Manuel Caballero fue el primero en escribirlo en sus crónicas de El Universal: Hugo Chávez es un fascista. Yo lo dije en voz alta con solo verlo en la televisión explicando que por ahora todo quedaba igual que antes de su criminal empeño en asesinar a Carlos Andrés Pérez.
Chávez ilusionó a buena parte de la sociedad civil y a mucha gente de los barrios. Allí, al parecer, alguna gente lo sigue recordando con necia nostalgia porque olvida que el comandante dijo que ser pobre era bueno mientras amasaba 2.000 millones de dólares robados a la nación. A mí, ciertamente, el oscuro y mediocre militar no logró arrastrarme en sus tretas porque supe en el acto que lo que estaba haciendo era ilusionar al país prometiendo una democracia ejemplar, distinta a la podrida democracia arteramente sostenida por adecos y copeyanos. Una verdadera democracia en la que no reinaría la corrupción y la injusticia, mucho menos represiones de ninguna naturaleza.
Proponía ridículos sistemas económicos casi neolíticos como el trueque, la ruta de las empanadas, los gallineros verticales, conucos ecológicos urbanos y otras idioteces para las risotadas planetarias.
Fue cuando refuté la afirmación de que la historia no se repite. ¡Claro que se repite¡ En 1908, la sociedad civil, desde Rómulo Gallegos para arriba o para abajo, como se prefiera, aplaudió a Juan Vicente Gómez, el hombre que iba a poner decencia en los manejos políticos y a frenar las extravagancias de brandy y mujeres que atolondraban a Cipriano Castro. El escritor y telegrafista Manuel Vicente Romerogarcía, autor de la muy discutible novela Peonía, refiriéndose a la salida de don Cipriano dijo: ¡Se fue Atila, pero dejó el caballo¡
90 años mas tarde, Hugo Chávez es elegido presidente de Venezuela. Un siniestro militar golpista que vendría a poner orden en una desventurada democracia bipartidista. Y la sociedad civil aplaudió al fascista que al igual que aquel caballo de Atila que durante 27 años estuvo dando coces en Maracay a todo el que se le atravesara, también dio los suyos hasta que un cáncer colorectal acabó con él solo para que su deplorable e impresentable delfín lo convirtiera en pájaro belicoso. Pero Hugo desilusionó a quienes creyeron en él.

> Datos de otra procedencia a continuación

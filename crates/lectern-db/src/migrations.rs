//! Database migrations and schema management.

use crate::error::DbResult;
use rusqlite::Connection;
use tracing::info;

/// Current schema version.
pub const SCHEMA_VERSION: i32 = 1;

/// Initialize the database schema.
pub fn initialize_schema(conn: &Connection) -> DbResult<()> {
    let current_version: i32 = conn.pragma_query_value(None, "user_version", |row| row.get(0))?;

    if current_version == 0 {
        info!("Creating initial database schema...");
        create_initial_schema(conn)?;
        conn.pragma_update(None, "user_version", SCHEMA_VERSION)?;
    }

    Ok(())
}

fn create_initial_schema(conn: &Connection) -> DbResult<()> {
    conn.execute_batch(
        r#"
        -- One row per ingested content unit; source_id is the deletion key
        CREATE TABLE IF NOT EXISTS content_units (
            id TEXT PRIMARY KEY,
            source_id TEXT NOT NULL,
            source_name TEXT NOT NULL,
            media_format TEXT NOT NULL,
            text TEXT NOT NULL,
            subject TEXT,
            course TEXT,
            page INTEGER,
            frame INTEGER,
            timestamp REAL,
            image_ref TEXT,
            chunk_index INTEGER,
            ingested_at TEXT NOT NULL
        );

        CREATE INDEX IF NOT EXISTS idx_units_source ON content_units(source_id);
        CREATE INDEX IF NOT EXISTS idx_units_format ON content_units(media_format);
        "#,
    )?;
    Ok(())
}

#[cfg(test)]
mod tests {
    use super::*;

    #[test]
    fn test_schema_is_idempotent() {
        let conn = Connection::open_in_memory().unwrap();
        initialize_schema(&conn).unwrap();
        initialize_schema(&conn).unwrap();

        let version: i32 = conn
            .pragma_query_value(None, "user_version", |row| row.get(0))
            .unwrap();
        assert_eq!(version, SCHEMA_VERSION);
    }
}
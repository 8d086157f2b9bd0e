//! Request and response bodies for the provider APIs.

use serde::{Deserialize, Serialize};

/// Response from an OpenAI-compatible `/audio/transcriptions` call.
#[derive(Debug, Clone, Deserialize)]
pub(crate) struct TranscriptionResponse {
    pub text: String,
}

// Gemini generateContent

#[derive(Debug, Clone, Serialize)]
pub(crate) struct GeminiRequest {
    pub contents: Vec<GeminiContent>,
}

#[derive(Debug, Clone, Serialize, Deserialize, Default)]
pub(crate) struct GeminiContent {
    #[serde(default)]
    pub parts: Vec<GeminiPart>,
}

#[derive(Debug, Clone, Serialize, Deserialize, Default)]
pub(crate) struct GeminiPart {
    #[serde(skip_serializing_if = "Option::is_none")]
    pub text: Option<String>,
    #[serde(skip_serializing_if = "Option::is_none")]
    pub inline_data: Option<GeminiInlineData>,
}

#[derive(Debug, Clone, Serialize, Deserialize)]
pub(crate) struct GeminiInlineData {
    pub mime_type: String,
    pub data: String,
}

#[derive(Debug, Clone, Deserialize)]
pub(crate) struct GeminiResponse {
    #[serde(default)]
    pub candidates: Vec<GeminiCandidate>,
}

#[derive(Debug, Clone, Deserialize)]
pub(crate) struct GeminiCandidate {
    #[serde(default)]
    pub content: GeminiContent,
}

impl GeminiResponse {
    /// Text of the first candidate, parts joined.
    pub fn text(&self) -> String {
        self.candidates
            .first()
            .map(|c| {
                c.content
                    .parts
                    .iter()
                    .filter_map(|p| p.text.as_deref())
                    .collect::<Vec<_>>()
                    .join("")
            })
            .unwrap_or_default()
    }
}

// OpenAI-compatible chat completions

#[derive(Debug, Clone, Serialize)]
pub(crate) struct ChatRequest {
    pub model: String,
    pub messages: Vec<ChatMessage>,
    pub max_tokens: u32,
}

#[derive(Debug, Clone, Serialize)]
pub(crate) struct ChatMessage {
    pub role: String,
    pub content: Vec<ChatContent>,
}

#[derive(Debug, Clone, Serialize)]
#[serde(tag = "type", rename_all = "snake_case")]
pub(crate) enum ChatContent {
    Text { text: String },
    ImageUrl { image_url: ImageUrl },
}

#[derive(Debug, Clone, Serialize)]
pub(crate) struct ImageUrl {
    pub url: String,
}

#[derive(Debug, Clone, Deserialize)]
pub(crate) struct ChatResponse {
    #[serde(default)]
    pub choices: Vec<ChatChoice>,
}

#[derive(Debug, Clone, Deserialize)]
pub(crate) struct ChatChoice {
    pub message: ChatResponseMessage,
}

#[derive(Debug, Clone, Deserialize)]
pub(crate) struct ChatResponseMessage {
    #[serde(default)]
    pub content: Option<String>,
}

// Ollama /api/generate

#[derive(Debug, Clone, Serialize)]
pub(crate) struct OllamaGenerateRequest {
    pub model: String,
    pub prompt: String,
    pub images: Vec<String>,
    pub stream: bool,
}

#[derive(Debug, Clone, Deserialize)]
pub(crate) struct OllamaGenerateResponse {
    pub response: String,
}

Son muchas las desilusiones políticas que he visto sucederse desde la que laceró el alma de Simón Bolívar hasta hoy. Sin contar las que ofrecen los desmanes que de una u otra manera han vapuleado a países más avanzados o desventurados que el venezolano. Nuestra historia está marcada por tristes desilusiones. Tiene incrustadas en su cuerpo más flechas diocesanas que las que en su bello cuerpo muestra San Sebastián, el beatífico icono gay.
En lo personal, basta con alzar el hombro o mirar de soslayo para que quien nos mira se sienta superior porque recarga su mirada con un desprecio que no nos merecemos, un desplante necio e innecesario. El lenguaje corporal es rico, y es necesario saberlo manejar y considerar. Por lo general emana de los ojos, las manos, todo el cuerpo y habla hasta por los codos (sobre todo cuando la pandemia nos ha obligado a saludarnos codo a codo, lo que personalmente llamo «la mariquera» y me niego a practicarla existiendo la palabra o la reverencia japonesa con solo inclinar la cabeza.

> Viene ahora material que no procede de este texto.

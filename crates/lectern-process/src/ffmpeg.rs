//! FFmpeg integration for probing and audio handling.

use crate::error::{ProcessError, ProcessResult};
use crate::tool::{require, require_file, run};
use serde::Deserialize;
use std::path::{Path, PathBuf};
use std::process::Command;
use tracing::{debug, info};

/// Information about an audio or video file.
#[derive(Debug, Clone, Default)]
pub struct MediaInfo {
    /// Duration in seconds.
    pub duration: f64,
    /// Width in pixels, 0 without a video stream.
    pub width: u32,
    /// Height in pixels, 0 without a video stream.
    pub height: u32,
    pub video_codec: Option<String>,
    pub audio_codec: Option<String>,
    /// Frame rate of the first video stream.
    pub fps: Option<f64>,
    /// Bitrate in bits per second.
    pub bitrate: Option<u64>,
}

impl MediaInfo {
    pub fn has_audio(&self) -> bool {
        self.audio_codec.is_some()
    }

    pub fn has_video(&self) -> bool {
        self.video_codec.is_some()
    }
}

#[derive(Debug, Deserialize)]
struct FfprobeOutput {
    format: FfprobeFormat,
    #[serde(default)]
    streams: Vec<FfprobeStream>,
}

#[derive(Debug, Deserialize)]
struct FfprobeFormat {
    duration: Option<String>,
    bit_rate: Option<String>,
}

#[derive(Debug, Deserialize)]
struct FfprobeStream {
    codec_type: String,
    codec_name: Option<String>,
    width: Option<u32>,
    height: Option<u32>,
    r_frame_rate: Option<String>,
    avg_frame_rate: Option<String>,
}

/// Parse an ffprobe rate such as `"30000/1001"` or `"25"`.
fn parse_rate(rate: &str) -> Option<f64> {
    let value = match rate.split_once('/') {
        Some((num, den)) => {
            let num: f64 = num.parse().ok()?;
            let den: f64 = den.parse().ok()?;
            if den > 0.0 {
                num / den
            } else {
                return None;
            }
        }
        None => rate.parse().ok()?,
    };
    (value.is_finite() && value > 0.0).then_some(value)
}

fn parse_probe(json: &str) -> ProcessResult<MediaInfo> {
    let probe: FfprobeOutput = serde_json::from_str(json)
        .map_err(|e| ProcessError::ParseError(format!("Failed to parse ffprobe output: {}", e)))?;

    let video_stream = probe.streams.iter().find(|s| s.codec_type == "video");
    let audio_stream = probe.streams.iter().find(|s| s.codec_type == "audio");

    let duration = probe
        .format
        .duration
        .as_deref()
        .and_then(|d| d.parse::<f64>().ok())
        .unwrap_or(0.0);

    let fps = video_stream.and_then(|s| {
        s.avg_frame_rate
            .as_deref()
            .and_then(parse_rate)
            .or_else(|| s.r_frame_rate.as_deref().and_then(parse_rate))
    });

    Ok(MediaInfo {
        duration,
        width: video_stream.and_then(|s| s.width).unwrap_or(0),
        height: video_stream.and_then(|s| s.height).unwrap_or(0),
        video_codec: video_stream.and_then(|s| s.codec_name.clone()),
        audio_codec: audio_stream.and_then(|s| s.codec_name.clone()),
        fps,
        bitrate: probe.format.bit_rate.as_deref().and_then(|b| b.parse().ok()),
    })
}

/// Probe an audio or video file with ffprobe.
pub fn get_media_info(path: &Path) -> ProcessResult<MediaInfo> {
    require_file(path)?;
    require("ffprobe")?;

    let output = run(
        "ffprobe",
        Command::new("ffprobe")
            .args(["-v", "error", "-print_format", "json", "-show_format", "-show_streams"])
            .arg(path),
    )?;

    let info = parse_probe(&String::from_utf8_lossy(&output.stdout))?;
    debug!(
        "Probed {:?}: {:.2}s, fps {:?}, audio {:?}",
        path, info.duration, info.fps, info.audio_codec
    );
    Ok(info)
}

/// Extract the audio track of a video into `output_dir/<stem>.<format>`.
pub fn extract_audio(video_path: &Path, output_dir: &Path, format: &str) -> ProcessResult<PathBuf> {
    require_file(video_path)?;
    require("ffmpeg")?;

    let stem = video_path
        .file_stem()
        .and_then(|s| s.to_str())
        .unwrap_or("audio");
    let audio_path = output_dir.join(format!("{}.{}", stem, format));

    info!("Extracting audio from {:?} to {:?}", video_path, audio_path);

    run(
        "ffmpeg",
        Command::new("ffmpeg")
            .args(["-v", "error", "-i"])
            .arg(video_path)
            .args([
                "-vn", // No video
                "-ac", "1", // Mono
                "-ar", "16000", // Speech models resample to 16 kHz anyway
                "-y",
            ])
            .arg(&audio_path),
    )?;

    Ok(audio_path)
}

/// Re-encode `duration` seconds of `source` starting at `start` into `dest`.
///
/// The container is chosen from the extension of `dest`.
pub fn export_audio_slice(source: &Path, dest: &Path, start: f64, duration: f64) -> ProcessResult<()> {
    require_file(source)?;
    require("ffmpeg")?;

    debug!(
        "Exporting slice {:.3}s+{:.3}s of {:?} to {:?}",
        start, duration, source, dest
    );

    run(
        "ffmpeg",
        Command::new("ffmpeg")
            .args(["-v", "error"])
            .args(["-ss", &format!("{:.3}", start)])
            .args(["-t", &format!("{:.3}", duration)])
            .arg("-i")
            .arg(source)
            .args(["-vn", "-y"])
            .arg(dest),
    )?;

    Ok(())
}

En la desilusión navega inexorablemente la frase irónica, despreciativa que nos dirige repentinamente la persona amiga y provoca asombro, abre una herida que jamás pensamos que iba a sangrar y a aturdirnos tanto. Es un desplome que afecta los sentimientos. Aniquila la solidez de lo que es indestructible: la amistad del amigo, la intransferible palabra de honor; el juramento de amor dicho con dulce y prometedor desafío del tiempo, los engaños ocultos en toda las profesiones. Pero no exageremos. La desilusión puede ser causada por alguna banalidad o simpleza. El Vesubio, por ejemplo, resulta ser una desilusión cuando se le ve por primera vez. ¿Esa ridícula elevación de mil metros fue capaz de devastar a la orgullosa Pompeya y buena parte de Herculano en el año 79 después de Cristo? Y es una desilusión porque no se compadece su estatura con la colosal dimensión de la catástrofe que ocasionó. Es decir, que la desilusión es como el aire está en todas partes. Aparece cuando menos se espera.
La llamaré Carlos por darle un nombre. Carlos llama con frecuencia por teléfono. Cada vez que lo hace es para pedir algo, nunca para agradar. Me desilusiona porque es más abusivo que amigo y no quiero amigos así. Por extensión puedo llamar Carlos a cualquiera de los mandatarios o enchufados bolivarianos porque jamás serán mis amigos.